Ampfield is a village and civil parish in the Borough of Test Valley in Hampshire, England, between Romsey, Eastleigh, and Winchester. It had a population at the 2001 census of 1,474, increasing to 1,583 at the 2011 Census. The civil parish of Ampfield falls into the Ward of Ampfield & Braishfield.

==Geography==
Ampfield lies on sands and clays of Eocene age near the northern edge of the Hampshire Basin. Ampfield Wood on the London Clay to the north of the village is crossed by the Monarch's Way long distance footpath. The parish includes the hamlets of Knapp and Gosport.

==Church==
The village church is dedicated to St Mark. Its construction took 3 years, finishing in 1841. The site and the cost of the church was provided by Sir William Heathcote. It has stained glass windows by W Butterworth dating from the 1850s.
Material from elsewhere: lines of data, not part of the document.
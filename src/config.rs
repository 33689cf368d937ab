use std::fmt::{self, Display, Formatter};

/// Level file format
#[derive(Clone, Copy, Debug, PartialEq, Eq)]
pub enum Format {
    /// One char per cell, targets drawn on the same grid as everything else
    Compact,
    /// Target grid and maze grid in separate sections, one cell per odd column
    Sections,
}

/// How coordinates of taps are presented
#[derive(Clone, Copy, Debug, PartialEq, Eq)]
pub enum Indexing {
    ZeroBased,
    OneBased,
}

impl Indexing {
    pub fn offset(self) -> usize {
        match self {
            Indexing::ZeroBased => 0,
            Indexing::OneBased => 1,
        }
    }
}

impl Display for Format {
    fn fmt(&self, f: &mut Formatter<'_>) -> fmt::Result {
        match *self {
            Format::Compact => write!(f, "compact"),
            Format::Sections => write!(f, "sections"),
        }
    }
}

impl Display for Indexing {
    fn fmt(&self, f: &mut Formatter<'_>) -> fmt::Result {
        match *self {
            Indexing::ZeroBased => write!(f, "0"),
            Indexing::OneBased => write!(f, "1"),
        }
    }
}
It is a Grade II listed building.

==Amenities==
There is one school in the village, Ampfield CofE Primary School The Potters Heron Hotel, with its thatched roof, was built in 1937. The White Horse pub, in the village centre, is a Grade II listed building.

The Sir Harold Hillier Gardens is situated in Ampfield. The arboretum covers 180 acre and has over 42,000 trees and shrubs.

==Personalities==
The author of the Thomas the Tank Engine series of books, Rev. W Awdry, was born in Ampfield Vicarage.